Это одно делает картину живой. Мало того, оно делает ее живым существом, со своей душой, с собственными законами своего бытия. И законам этим невольно подчиняешься. И вот уже исчезло все, что вначале мешало... Многое казалось условностями, детской наивностью и даже невежеством, а тут, видишь - наоборот - все сделанное возникло в строгой радостной закономерности и, главное - в творческом высоком спокойствии! (...)
"Одухотворяющее-одно", "живописное-одно"... я не знаю, как назвать его, но в нем-то и есть самое волшебство художественного произведения. Без него оно мертвое, хоть может быть и искусное. (...)
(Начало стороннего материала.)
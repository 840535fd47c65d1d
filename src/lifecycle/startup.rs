//! Start-order resolution.
//!
//! # Responsibilities
//! - Build the dependency graph from the registry
//! - Reject unknown dependency names and cycles
//! - Produce a start order with dependencies first, then higher priority first
//!
//! # Design Decisions
//! - Pure function of the registry; the graph is rebuilt on every call
//! - DFS reverse-postorder, roots visited in registration order
//! - Priority only reorders adapters the dependency edges leave free

use std::cmp::Reverse;
use std::collections::{BTreeSet, BinaryHeap, HashMap};
use std::sync::Arc;

use crate::adapter::Adapter;
use crate::error::ConfigurationError;
use crate::registry::{Registration, Registry};

#[derive(Debug, Clone, Copy, PartialEq, Eq)]
enum Mark {
    Unvisited,
    InProgress,
    Done,
}

struct TopoSort<'a> {
    entries: &'a [Registration],
    index: &'a HashMap<&'a str, usize>,
    marks: Vec<Mark>,
    order: Vec<usize>,
}

impl<'a> TopoSort<'a> {
    fn visit(&mut self, node: usize) -> Result<(), ConfigurationError> {
        let entries = self.entries;
        match self.marks[node] {
            Mark::Done => return Ok(()),
            Mark::InProgress => {
                return Err(ConfigurationError::CircularDependency {
                    node: entries[node].name().to_string(),
                });
            }
            Mark::Unvisited => {}
        }

        self.marks[node] = Mark::InProgress;
        for dep in &entries[node].dependencies {
            let Some(&dep_node) = self.index.get(dep.as_str()) else {
                return Err(ConfigurationError::UnknownDependency {
                    adapter: entries[node].name().to_string(),
                    dependency: dep.clone(),
                });
            };
            self.visit(dep_node)?;
        }
        self.marks[node] = Mark::Done;
        self.order.push(node);
        Ok(())
    }
}

/// Dependency-first topological order as registry indices.
fn topological_order(
    entries: &[Registration],
    index: &HashMap<&str, usize>,
) -> Result<Vec<usize>, ConfigurationError> {
    let mut sort = TopoSort {
        entries,
        index,
        marks: vec![Mark::Unvisited; entries.len()],
        order: Vec::with_capacity(entries.len()),
    };
    for node in 0..entries.len() {
        sort.visit(node)?;
    }
    Ok(sort.order)
}

/// Reorder a valid topological order by descending priority.
///
/// Emits, among entries whose dependencies were all emitted, the highest
/// priority first; ties keep their topological position.
fn prioritize(entries: &[Registration], index: &HashMap<&str, usize>, topo: &[usize]) -> Vec<usize> {
    let mut position = vec![0usize; entries.len()];
    for (pos, &node) in topo.iter().enumerate() {
        position[node] = pos;
    }

    let mut pending = vec![0usize; entries.len()];
    let mut dependents: Vec<Vec<usize>> = vec![Vec::new(); entries.len()];
    for (node, entry) in entries.iter().enumerate() {
        // Repeated dependency names count once.
        let deps: BTreeSet<usize> = entry
            .dependencies
            .iter()
            .filter_map(|d| index.get(d.as_str()).copied())
            .collect();
        pending[node] = deps.len();
        for dep in deps {
            dependents[dep].push(node);
        }
    }

    let mut ready: BinaryHeap<(i32, Reverse<usize>, usize)> = (0..entries.len())
        .filter(|&node| pending[node] == 0)
        .map(|node| (entries[node].priority, Reverse(position[node]), node))
        .collect();

    let mut order = Vec::with_capacity(entries.len());
    while let Some((_, _, node)) = ready.pop() {
        order.push(node);
        for &dependent in &dependents[node] {
            pending[dependent] -= 1;
            if pending[dependent] == 0 {
                ready.push((entries[dependent].priority, Reverse(position[dependent]), dependent));
            }
        }
    }
    order
}

/// Compute the start order for every registered adapter.
pub fn resolve_start_order(registry: &Registry) -> Result<Vec<Arc<dyn Adapter>>, ConfigurationError> {
    let entries = registry.entries();
    let index: HashMap<&str, usize> = entries
        .iter()
        .enumerate()
        .map(|(i, e)| (e.name(), i))
        .collect();

    let topo = topological_order(entries, &index)?;
    let order = prioritize(entries, &index, &topo);

    tracing::debug!(
        order = ?order.iter().map(|&i| entries[i].name()).collect::<Vec<_>>(),
        "Resolved start order"
    );

    Ok(order.into_iter().map(|i| entries[i].adapter.clone()).collect())
}
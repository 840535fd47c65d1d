//! Manifest parsing, discovery and registration.

use std::fs;
use std::path::{Path, PathBuf};
use std::sync::Arc;

use serde::Deserialize;

use crate::adapter::Adapter;
use crate::lifecycle::Orchestrator;
use crate::manifest::factory::{AdapterFactory, Settings};
use crate::manifest::ManifestError;

/// File name searched for by [`discover_manifests`].
pub const MANIFEST_FILE_NAME: &str = "adapter.toml";

/// Declarative adapter definition.
#[derive(Debug, Clone, Deserialize)]
pub struct AdapterManifest {
    /// Factory key of the adapter to build.
    pub entrypoint: Option<String>,

    #[serde(default)]
    pub priority: i32,

    #[serde(default)]
    pub dependencies: Vec<String>,

    /// Passed verbatim to the constructor.
    #[serde(default)]
    pub settings: Settings,
}

pub fn read_manifest(path: &Path) -> Result<AdapterManifest, ManifestError> {
    let content = fs::read_to_string(path).map_err(|source| ManifestError::Io {
        path: path.to_path_buf(),
        source,
    })?;
    toml::from_str(&content).map_err(|source| ManifestError::Parse {
        path: path.to_path_buf(),
        source,
    })
}

/// Build the adapter a manifest describes and register it.
///
/// Returns the built adapter even when its name was already registered; the
/// orchestrator keeps the earlier registration in that case.
pub fn load_adapter_from_manifest(
    path: &Path,
    factory: &AdapterFactory,
    orchestrator: &Orchestrator,
) -> Result<Arc<dyn Adapter>, ManifestError> {
    let manifest = read_manifest(path)?;

    let entrypoint = manifest
        .entrypoint
        .as_deref()
        .filter(|e| !e.is_empty())
        .ok_or_else(|| ManifestError::MissingEntrypoint(path.to_path_buf()))?;

    let adapter = factory.build(entrypoint, &manifest.settings)?;
    orchestrator.register_with(adapter.clone(), manifest.priority, manifest.dependencies);

    tracing::debug!(
        path = %path.display(),
        entrypoint = %entrypoint,
        adapter = %adapter.name(),
        "Loaded adapter manifest"
    );
    Ok(adapter)
}

/// Recursively collect manifest files under `root`, sorted by path.
pub fn discover_manifests(root: &Path) -> std::io::Result<Vec<PathBuf>> {
    let mut found = Vec::new();
    let mut pending = vec![root.to_path_buf()];

    while let Some(dir) = pending.pop() {
        for entry in fs::read_dir(&dir)? {
            let entry = entry?;
            let path = entry.path();
            if entry.file_type()?.is_dir() {
                pending.push(path);
            } else if path.file_name().is_some_and(|n| n == MANIFEST_FILE_NAME) {
                found.push(path);
            }
        }
    }

    found.sort();
    Ok(found)
}

/// Discover and load every manifest under `root`.
///
/// Stops at the first manifest that fails to load.
pub fn load_all(
    root: &Path,
    factory: &AdapterFactory,
    orchestrator: &Orchestrator,
) -> Result<Vec<Arc<dyn Adapter>>, ManifestError> {
    let paths = discover_manifests(root).map_err(|source| ManifestError::Io {
        path: root.to_path_buf(),
        source,
    })?;
    paths
        .iter()
        .map(|path| load_adapter_from_manifest(path, factory, orchestrator))
        .collect()
}
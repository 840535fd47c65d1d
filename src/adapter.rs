//! Component contract.
//!
//! An adapter is any named unit with an async start/stop lifecycle. Adapters
//! are built by their owners (a manifest loader, application code) and handed
//! to the orchestrator as `Arc<dyn Adapter>`.

use std::sync::Arc;

use async_trait::async_trait;

use crate::error::BoxError;
use crate::readiness::ReadinessBarrier;

/// A lifecycle-managed service component.
///
/// `start` and `stop` run on the async runtime. Blocking synchronous work
/// inside them stalls a runtime worker and every adapter scheduled behind it;
/// move such work to `tokio::task::spawn_blocking`.
#[async_trait]
pub trait Adapter: Send + Sync {
    /// Unique name within one orchestrator.
    fn name(&self) -> &str;

    /// Receives the readiness capability once, when registration succeeds.
    fn attach(&self, _reporter: ReadyReporter) {}

    /// Bring the component up.
    async fn start(&self) -> Result<(), BoxError>;

    /// Tear the component down.
    async fn stop(&self) -> Result<(), BoxError>;
}

/// Readiness back-reference handed to an adapter at registration.
///
/// Holds the barrier only, never the orchestrator, so an adapter keeping its
/// reporter does not keep the orchestrator alive.
#[derive(Clone)]
pub struct ReadyReporter {
    name: String,
    barrier: Arc<ReadinessBarrier>,
}

impl ReadyReporter {
    pub(crate) fn new(name: impl Into<String>, barrier: Arc<ReadinessBarrier>) -> Self {
        Self {
            name: name.into(),
            barrier,
        }
    }

    /// Name this reporter signals for.
    pub fn name(&self) -> &str {
        &self.name
    }

    /// Signal that the owning adapter is operational. Idempotent.
    pub fn mark_ready(&self) {
        self.barrier.mark_ready(&self.name);
    }
}

impl std::fmt::Debug for ReadyReporter {
    fn fmt(&self, f: &mut std::fmt::Formatter<'_>) -> std::fmt::Result {
        f.debug_struct("ReadyReporter").field("name", &self.name).finish()
    }
}
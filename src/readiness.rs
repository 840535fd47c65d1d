//! Readiness barrier.
//!
//! One latch per registered adapter. Adapters set their own latch from inside
//! their start logic; `wait_for_all_ready` suspends until every latch is set
//! or the deadline passes. Latches are never reset.

use std::sync::{Mutex, MutexGuard, PoisonError};
use std::time::Duration;

use tokio::sync::watch;

use crate::error::{OrchestratorError, OrchestratorResult};

/// Set of readiness latches keyed by adapter name, in registration order.
#[derive(Debug, Default)]
pub struct ReadinessBarrier {
    signals: Mutex<Vec<(String, watch::Sender<bool>)>>,
}

impl ReadinessBarrier {
    pub fn new() -> Self {
        Self::default()
    }

    fn signals(&self) -> MutexGuard<'_, Vec<(String, watch::Sender<bool>)>> {
        self.signals.lock().unwrap_or_else(PoisonError::into_inner)
    }

    /// Allocate an unset latch. Returns false if the name already has one.
    pub(crate) fn insert(&self, name: &str) -> bool {
        let mut signals = self.signals();
        if signals.iter().any(|(n, _)| n == name) {
            return false;
        }
        let (tx, _) = watch::channel(false);
        signals.push((name.to_string(), tx));
        true
    }

    /// Set the latch for `name`.
    ///
    /// Repeated calls are no-ops. An unknown name is logged and ignored.
    pub fn mark_ready(&self, name: &str) {
        let signals = self.signals();
        match signals.iter().find(|(n, _)| n == name) {
            Some((_, tx)) => {
                let newly_set = tx.send_if_modified(|ready| {
                    if *ready {
                        false
                    } else {
                        *ready = true;
                        true
                    }
                });
                if newly_set {
                    tracing::info!(adapter = %name, "Adapter is ready");
                } else {
                    tracing::debug!(adapter = %name, "Adapter was already marked ready");
                }
            }
            None => {
                tracing::warn!(adapter = %name, "Tried to mark unknown adapter as ready");
            }
        }
    }

    /// Whether `name` has signalled. `None` for unknown names.
    pub fn is_ready(&self, name: &str) -> Option<bool> {
        self.signals()
            .iter()
            .find(|(n, _)| n == name)
            .map(|(_, tx)| *tx.borrow())
    }

    /// Names still waiting, in registration order.
    pub fn unready(&self) -> Vec<String> {
        self.signals()
            .iter()
            .filter(|(_, tx)| !*tx.borrow())
            .map(|(n, _)| n.clone())
            .collect()
    }

    /// Wait until every latch registered at call time is set.
    ///
    /// Fails with [`OrchestratorError::ReadinessTimeout`] naming every
    /// adapter still unset when `timeout` elapses.
    pub async fn wait_for_all_ready(&self, timeout: Duration) -> OrchestratorResult<()> {
        let mut receivers: Vec<(String, watch::Receiver<bool>)> = self
            .signals()
            .iter()
            .map(|(n, tx)| (n.clone(), tx.subscribe()))
            .collect();

        let all_ready = async {
            for (_, rx) in receivers.iter_mut() {
                if rx.wait_for(|ready| *ready).await.is_err() {
                    // Sender gone: this latch can never be set.
                    std::future::pending::<()>().await;
                }
            }
        };

        let outcome = tokio::time::timeout(timeout, all_ready).await;
        match outcome {
            Ok(()) => {
                tracing::info!(count = receivers.len(), "All declared adapters are up and running");
                Ok(())
            }
            Err(_) => {
                let unready: Vec<String> = receivers
                    .iter()
                    .filter(|(_, rx)| !*rx.borrow())
                    .map(|(n, _)| n.clone())
                    .collect();
                tracing::error!(
                    timeout_ms = timeout.as_millis() as u64,
                    unready_adapters = ?unready,
                    "Timed out waiting for adapters"
                );
                Err(OrchestratorError::ReadinessTimeout { timeout, unready })
            }
        }
    }
}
Трупик птицы есть ли форма птицы?
Это только форма мертвеца. Птица жива, а все живое дышит, пульсирует, и форма живого подвижна и трепетна. Она ни секунды не стоит на месте.
Я видел в Лувре Монну Лизу. Ничем она меня не поразила: некрасивая, безбровая, как будто раскосая... Побродил по музею и, выходя, опять подошел. Что такое?!. Освещение ли переменилось, или что... Только почему она не улыбается? Тогда улыбалась, а теперь - нет... И глаза не раскосые... Смотрит на меня с каким-то не то упреком, не то сожалением...
Пришел на другой день и прямо к ней. Смотрит с ехидным любопытством прямо в глаза... хитрая... губки сдерживает, чтобы не рассмеяться... Что, дескать, каково я тебя вчера озадачила! Долго вглядывался, заходил со всех сторон - изучал, запоминал - теперь не надуешь!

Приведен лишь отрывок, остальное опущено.